Der Winter lässt grüßen: Schippen und Streuen vor eigener Haustür ist Pflicht
Das neue Jahr beginnt in vielen Teilen Deutschlands mit Schnee und Schneeregen, der für winterlich-glatte Straßenverhältnisse sorgt. Dem Deutschen Wetterdienst zufolge wird das Wetter in den nächsten Tagen anhalten, Schneeschauer oder Graupelgewitter sind vor allem in der Nordhälfte weiterhin zu erwarten. Hauseigentümer sollten deshalb jetzt Schneeschaufel und Sand bereit stellen. Fragen und Antworten:
Wer ist für die Beseitigung von Schnee und Eis verantwortlich?
In der Regel sind die Eigentümer oder Vermieter für den Winterdienst verantwortlich. Die Aufgabe kann auch auf die Mieter übertragen werden - aber nur, wenn dies im Mietvertrag ausdrücklich vereinbart ist. Eine Regelung in der Hausordnung reicht nach Angaben des Deutschen Mieterbunds nicht aus. Demnach gibt es auch kein Gewohnheitsrecht, wonach Bewohner im Erdgeschoss zur Schneebeseitigung verpflichtet sind.
Wann und in welchem Umfang muss geräumt und gestreut werden?
In den Satzungen der Kommunen ist meist eine Räum- und Streupflicht vom frühen Morgen bis zum späten Abend vorgesehen. Geräumt werden muss laut Mieterbund in der Regel von 07.00 bis 20.00 Uhr, an Sonn- und Feiertagen ab 08.00 Uhr oder 09.00 Uhr. In Ausnahmefällen kann aber auch eine Räumung außerhalb dieser Zeiten notwendig sein.
Die Gehwege vor dem Haus müssen mindestens anderthalb Meter breit geräumt und gestreut werden, damit zwei Menschen aneinander vorbeipassen. Geräumte Zugänge zum Hauseingang, zu den Mülltonnen oder den Garagen sollten mindestens einen halben Meter breit sein. Wer Schnee vom Grundstück auf den Gehweg oder die Fahrbahn schiebt, riskiert übrigens mancherorts ein Bußgeld.
Womit sollte gestreut werden?
Dafür sollte Sand, Kies oder Split verwendet werden, um die Flächen abzustumpfen.
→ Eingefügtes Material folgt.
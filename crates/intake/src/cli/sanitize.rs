use std::io::{self, Write};

use clap::Args;
use intake_filename::FilenameSanitizer;

use super::ConfigArg;

#[derive(Clone, Debug, Args)]
pub struct SanitizeArg {
    /// Client-supplied filenames, printed back one per line
    #[arg(required = true, value_name = "NAME")]
    pub names: Vec<String>,
    #[command(flatten)]
    pub config: ConfigArg,
}

pub fn run(arg: &SanitizeArg) -> anyhow::Result<()> {
    let sanitizer = FilenameSanitizer::new(&arg.config.load()?);
    let mut out = io::stdout().lock();
    write_sanitized(&sanitizer, &arg.names, &mut out)?;
    Ok(())
}

fn write_sanitized<W: Write>(
    sanitizer: &FilenameSanitizer,
    names: &[String],
    out: &mut W,
) -> io::Result<()> {
    for name in names {
        writeln!(out, "{}", sanitizer.sanitize(name))?;
    }
    out.flush()
}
Streusalz ist in vielen Orten aus Umweltgründen verboten oder nur bei extremer Glätte oder Eisregen erlaubt.
Wie oft muss geräumt oder gestreut werden?
Das ist immer wieder ein Fall für Gerichte. Bei Dauerschneefall zum Beispiel muss aber nicht fortlaufend gefegt werden, wenn dies völlig nutzlos wäre. Sobald es aber nur noch wenig oder gar nicht mehr schneit, muss zum Besen gegriffen werden. Oftmals gilt eine Frist von einer halben Stunde nach Ende des Schneefalls.
Bei Glatteis besteht sofortige Streupflicht. Ist für die Nacht Glatteis angekündigt, darf auch nicht bis zum nächsten Morgen gewartet werden, sondern es muss vorbeugend gestreut werden. Zudem müssen Eigentümer oder verantwortliche Mieter andere Menschen - etwa Nachbarn - um Hilfe bitten, wenn sie selbst verhindert sind.
Wer kommt für Schäden auf?
Stürzt ein Fußgänger und verletzt sich, drohen hohe Ansprüche des Betroffenen. Für Mieter oder Bewohner eines Einfamilienhauses besteht dann laut dem Gesamtverband der deutschen Versicherungswirtschaft Schutz durch die private Haftpflichtversicherung. Wer darüber hinaus vorsätzlich oder fahrlässig der Räum- und Streupflicht vor seinem Haus nicht nachkommt, zum Beispiel weil er im Urlaub ist, dem drohen jedoch Geldbußen von bis zu zehntausend Euro.
Vermieter, Besitzer eines Mehrfamilienhauses oder Eigentümergemeinschaften brauchen demnach eine Haus- und Grundbesitzerhaftpflichtversicherung. Diese Versicherungen können laut Verbraucherschützern auch einspringen, wenn ein Passant durch herabrutschenden Schnee vom Dach oder Eiszapfen verletzt wird - und zwar wenn Mieter oder Eigentümer eine Schuld trifft.